What Is AI? A Simple Guide for Seniors in Australia
Artificial intelligence, usually shortened to AI, sounds far more complicated than it actually is. You have probably heard it in the news, seen it pop up on your phone, or had a family member mention tools like ChatGPT, and wondered whether it is useful, risky, or just one more thing to keep up with. This guide explains AI in plain English for older Australians and the families helping them: what it is, where you are likely already using it, how it can help, and what to be careful with. If you are helping an older parent get online, see our wider guide to helping a parent go online.
Quick answer: what is AI?
AI is technology that helps a computer, phone, app or website make suggestions, answer questions, spot patterns or create things. In everyday life that means suggesting the next word as you type, sorting photos, answering a question, translating a phrase, shortening a long piece of writing, or helping draft a message. The thing to remember is that AI does not actually think or understand the way a person does. It works by looking at patterns in huge amounts of information and producing the most likely response, which is why it is often useful, and why it can also be confidently wrong.
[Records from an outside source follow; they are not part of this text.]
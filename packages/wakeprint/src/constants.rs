//! Compile-time defaults for wakeprint.
//!
//!  * Everything here only seeds [`Config::default`](crate::Config); the
//!    running pipeline reads the config, never these constants directly.
//!  * Values are grouped the same way the config sections are.

/* --------------------------------------------------------------------- */
/*  Audio & VAD                                                           */

/// Capture sample-rate (Hz).
pub const DEFAULT_SAMPLE_RATE: u32 = 16_000;

/// Samples per VAD decision (32 ms @ 16 kHz).
pub const DEFAULT_FRAME_SIZE: usize = 512;

/// Sustained speech before the gate opens.
pub const DEFAULT_SPEECH_CONFIRM_MS: u32 = 64;

/// Sustained silence before the gate closes.
pub const DEFAULT_SILENCE_CONFIRM_MS: u32 = 96;

/* --------------------------------------------------------------------- */
/*  Segmenting                                                            */

pub const DEFAULT_MIN_SEGMENT_MS: u32 = 250;
pub const DEFAULT_MAX_SEGMENT_MS: u32 = 2_000;
pub const DEFAULT_END_SILENCE_MS: u32 = 480;
/// EMA factor for the ambient noise floor.
pub const DEFAULT_NOISE_EMA_ALPHA: f32 = 0.05;

/* --------------------------------------------------------------------- */
/*  Cepstral front-end                                                    */

/// Analysis frame length (milliseconds).
pub const KFC_FRAME_LEN_MS: u32 = 25;

/// Analysis hop (milliseconds).
pub const KFC_FRAME_SHIFT_MS: u32 = 10;

/// FFT length; frames are zero-padded up to it.
pub const KFC_FFT_SIZE: usize = 512;

/// Pre-emphasis coefficient (first-order high-pass).
pub const PRE_EMPHASIS: f32 = 0.97;

/// Triangular mel bands.
pub const MEL_BANDS: usize = 40;
pub const MEL_LOW_HZ: f32 = 20.0;
pub const MEL_HIGH_HZ: f32 = 7_600.0;

/// Cepstral coefficients kept after the DCT.
pub const KFC_COEFFS: usize = 13;

/// Feature width: cepstra + delta + delta-delta.
pub const fn feature_dim(coeffs: usize) -> usize {
    coeffs * 3
}

/// Frames kept after average pooling.
pub const DEFAULT_MAX_FEATURE_FRAMES: usize = 120;

/// Longest stretch of audio turned into features (centered crop).
pub const DEFAULT_MAX_UTTERANCE_MS: u32 = 2_000;

/// Floor for logarithms and variances.
pub const LOG_EPSILON: f32 = 1e-10;

/* --------------------------------------------------------------------- */
/*  Template matching                                                     */

pub const DEFAULT_SIMILARITY_THRESHOLD: f32 = 0.80;
pub const DEFAULT_DYNAMIC_THRESHOLD_MARGIN: f32 = 0.05;
pub const DEFAULT_MIN_DYNAMIC_THRESHOLD: f32 = 0.70;
/// Sakoe-Chiba half-width in frames.
pub const DEFAULT_DTW_BAND: usize = 20;
pub const DEFAULT_REQUIRED_MATCHES: usize = 1;
pub const DEFAULT_MIN_DURATION_RATIO: f32 = 0.5;
pub const DEFAULT_MAX_DURATION_RATIO: f32 = 2.0;
pub const DEFAULT_MAX_BEST_SECOND_GAP: f32 = 0.25;
/// Absolute RMS floor (full scale = 1.0).
pub const DEFAULT_MIN_RMS: f32 = 0.005;
pub const DEFAULT_RMS_NOISE_MARGIN: f32 = 0.004;

/* --------------------------------------------------------------------- */
/*  Storage                                                               */

/// Layout version written into template files.
/// Increment **whenever stored layout changes**.
pub const TEMPLATE_FILE_VERSION: u8 = 1;
use std::collections::VecDeque;

use crate::Result;

/// Pull-style producer of fixed-size int16 frames.
///
/// `Ok(None)` marks the end of the stream. Implementations may block until a
/// full frame is available.
pub trait AudioSource {
    fn read_frame(&mut self) -> Result<Option<Vec<i16>>>;
}

impl<S: AudioSource + ?Sized> AudioSource for Box<S> {
    fn read_frame(&mut self) -> Result<Option<Vec<i16>>> {
        (**self).read_frame()
    }
}

/// In-memory frames, replayed in order.
#[derive(Debug, Clone, Default)]
pub struct VecSource {
    frames: VecDeque<Vec<i16>>,
}

impl VecSource {
    pub fn new(frames: Vec<Vec<i16>>) -> Self {
        Self {
            frames: frames.into(),
        }
    }

    /// Chunk `samples` into `frame_size` frames; a short last frame is
    /// zero-padded.
    pub fn from_samples(samples: &[i16], frame_size: usize) -> Self {
        let frames = samples
            .chunks(frame_size.max(1))
            .map(|c| {
                let mut f = c.to_vec();
                f.resize(frame_size, 0);
                f
            })
            .collect();
        Self { frames }
    }

    /// Append `count` all-zero frames.
    pub fn with_silence(mut self, count: usize, frame_size: usize) -> Self {
        self.frames
            .extend(std::iter::repeat_n(vec![0i16; frame_size], count));
        self
    }

    pub fn remaining(&self) -> usize {
        self.frames.len()
    }
}

impl AudioSource for VecSource {
    fn read_frame(&mut self) -> Result<Option<Vec<i16>>> {
        Ok(self.frames.pop_front())
    }
}

#[cfg(test)]
mod tests {
    use super::*;

    #[test]
    fn chunks_pad_and_drain() {
        let mut src = VecSource::from_samples(&[1, 2, 3, 4, 5], 2).with_silence(1, 2);
        assert_eq!(src.remaining(), 4);
        assert_eq!(src.read_frame().unwrap(), Some(vec![1, 2]));
        assert_eq!(src.read_frame().unwrap(), Some(vec![3, 4]));
        assert_eq!(src.read_frame().unwrap(), Some(vec![5, 0]));
        assert_eq!(src.read_frame().unwrap(), Some(vec![0, 0]));
        assert_eq!(src.read_frame().unwrap(), None);
    }
}
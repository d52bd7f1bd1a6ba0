mod microphone;
mod pcm;
mod source;
mod wav;

/* handy re-exports */
pub use microphone::{MicrophoneSource, input_device_names};
pub use pcm::{f32_to_i16, pcm_to_f32, rms};
pub use source::{AudioSource, VecSource};
pub use wav::{WavFileSource, write_wav};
Where you may already be using AI
You are almost certainly using AI already without ever calling it that. It is the phone suggesting the next word in a text, the tablet grouping photos by faces or places, the search engine offering an answer at the top, the email quietly shifting a dodgy message into spam, the streaming service suggesting a show, the map picking the fastest route home, and the bank flagging a transaction that looks out of character. Voice assistants like Siri and Google Assistant are AI too. None of them are perfect, but they show AI is not some distant, futuristic thing. It is already woven into the devices you use every day.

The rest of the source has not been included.